Thread overview
Copyright for reworked Phobos code in Mir
Dec 26, 2018
9il
Dec 26, 2018
bachmeier
December 26, 2018
Hi folks,

I am slightly confused by copyright mess in some of Mir modules. As you may know, some of them contain reworked Phobos functions. Plus I am not sure that I understand the meaning of Copyright in the context that both Phobos and Mir are Boost licensed.

For example, currently, I am creating mir.numeric that will contain findRoot, findLocalMin rework of Phobos and other stuff. And findLocalMin in Phobos is my work.

std.numeric contains:
Copyright: Copyright Andrei Alexandrescu 2008 - 2009.

What copyright should contain mir.numeric?

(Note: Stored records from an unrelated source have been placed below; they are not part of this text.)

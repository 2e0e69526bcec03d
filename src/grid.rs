//! The dense buffer the coordinator assembles results into.

use errors::{Error, Result};
use tasks::{Shape, Task};

/// A row-major grid of iteration counts that remembers which cells
/// have been written.
#[derive(Clone, Debug)]
pub struct Grid {
    shape: Shape,
    cells: Vec<u32>,
    written: Vec<bool>,
    remaining: usize,
}

impl Grid {
    /// An empty grid.
    pub fn new(shape: Shape) -> Grid {
        Grid {
            shape,
            cells: vec![0; shape.len()],
            written: vec![false; shape.len()],
            remaining: shape.len(),
        }
    }

    /// The grid's dimensions.
    pub fn shape(&self) -> Shape {
        self.shape
    }

    /// Copy the values computed for `task` into the cells it covers.
    /// Each cell may be written once; a task outside the grid, a value
    /// count that differs from the task length, or a second write to a
    /// cell is a protocol violation, and leaves the grid untouched.
    pub fn write_range(&mut self, task: &Task, values: &[u32]) -> Result<()> {
        if !task.fits(self.shape) {
            return Err(Error::protocol(format!(
                "{:?} falls outside the {}x{} grid",
                task, self.shape.cols, self.shape.rows
            )));
        }
        if values.len() != task.len() {
            return Err(Error::protocol(format!(
                "{:?} came back with {} values",
                task,
                values.len()
            )));
        }
        let shape = self.shape;
        if let Some(pixel) = task
            .cells(shape.cols)
            .find(|pixel| self.written[shape.offset(pixel)])
        {
            return Err(Error::protocol(format!(
                "cell {:?} of {:?} was already written",
                pixel, task
            )));
        }

        match *task {
            Task::Span { offset, len } => {
                self.cells[offset..offset + len].copy_from_slice(values);
                for flag in &mut self.written[offset..offset + len] {
                    *flag = true;
                }
            }
            Task::Block {
                row,
                col,
                height,
                width,
            } => {
                for (r, chunk) in values.chunks(width).enumerate().take(height) {
                    let start = (row + r) * shape.cols + col;
                    self.cells[start..start + width].copy_from_slice(chunk);
                    for flag in &mut self.written[start..start + width] {
                        *flag = true;
                    }
                }
            }
        }
        self.remaining -= task.len();
        Ok(())
    }

    /// Number of cells written so far.
    pub fn written(&self) -> usize {
        self.cells.len() - self.remaining
    }

    /// True once every cell has been written.
    pub fn is_complete(&self) -> bool {
        self.remaining == 0
    }

    /// The whole grid, row-major.  Only available once complete.
    pub fn read(&self) -> Result<&[u32]> {
        if !self.is_complete() {
            return Err(Error::Incomplete {
                written: self.written(),
                total: self.cells.len(),
            });
        }
        Ok(&self.cells)
    }

    /// Consume a complete grid and return its buffer.
    pub fn into_vec(self) -> Result<Vec<u32>> {
        self.read()?;
        Ok(self.cells)
    }

    /// The rows of a complete grid.
    pub fn rows(&self) -> Result<::std::slice::Chunks<u32>> {
        Ok(self.read()?.chunks(self.shape.cols))
    }
}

Another example is that sometimes I write a new implementation but use Phobos unittests.

There was an inverse precedent - Mersenne Twister. Mir version was backported to Phobos.

Best,
Ilya
December 26, 2018
On 12/26/18 10:40 AM, 9il wrote:
> Hi folks,
> 
> I am slightly confused by copyright mess in some of Mir modules. As you may know, some of them contain reworked Phobos functions. Plus I am not sure that I understand the meaning of Copyright in the context that both Phobos and Mir are Boost licensed.

Disclaimer: I am not a lawyer.

> 
> For example, currently, I am creating mir.numeric that will contain findRoot, findLocalMin rework of Phobos and other stuff. And findLocalMin in Phobos is my work.
> 
> std.numeric contains:
> Copyright: Copyright Andrei Alexandrescu 2008 - 2009.

Copyrights headers in Phobos are a bit unmaintained. If someone writes any code, technically, they could assert copyright on their contribution. So really, the list should just be everyone who ever committed *new code* to the module (including yourself). Just moving stuff around, or fixing a simple bug probably isn't going to be copyrightable I think (reminder: I am not a lawyer).

But copyright notices aren't the final say in whether something is copyrighted by someone. It's really the evidence of who committed what that makes the difference.

> 
> What copyright should contain mir.numeric?

What I would do is copy that copyright notice into your code. Then at least you are conforming to the license. Under the terms of the boost license, there isn't much to assert claim to, and I would expect anyone who contributed to a module in a significant way who wants to get recognized there would easily get added to the module.

> 
> Another example is that sometimes I write a new implementation but use Phobos unittests.

Code is copyrightable, even if it's unittests. So technically that portion should be boost licensed if you copied from Phobos (if it's not already). Under the terms of the boost license, you really only need to specify the license/copyright for the source code, there is no limitations on binary release.

In that case, I would transfer whatever copyright notice is on the file the contains the unittests.

> 
> There was an inverse precedent - Mersenne Twister. Mir version was backported to Phobos.

The author (I'm assuming you) should get credit under the copyright header, if you are not, and it's important to you, just submit a PR.

I've contributed loads of different things all over the place in Phobos and druntime, I almost never add my name to the copyright line, because I'm not too concerned about it.

-Steve
December 26, 2018
On Wednesday, 26 December 2018 at 15:40:13 UTC, 9il wrote:

> std.numeric contains:
> Copyright: Copyright Andrei Alexandrescu 2008 - 2009.
>
> What copyright should contain mir.numeric?

Disclaimer: I'm also not a lawyer.

At least in the US, what matters is not the copyright but the license. You automatically hold the copyright on any code you write, with or without a copyright notice. It's the license that tells others what they can do with your copyrighted code. If there's no license, you have no right to do anything with it. If it's Boost licensed, you can do anything consistent with the Boost license.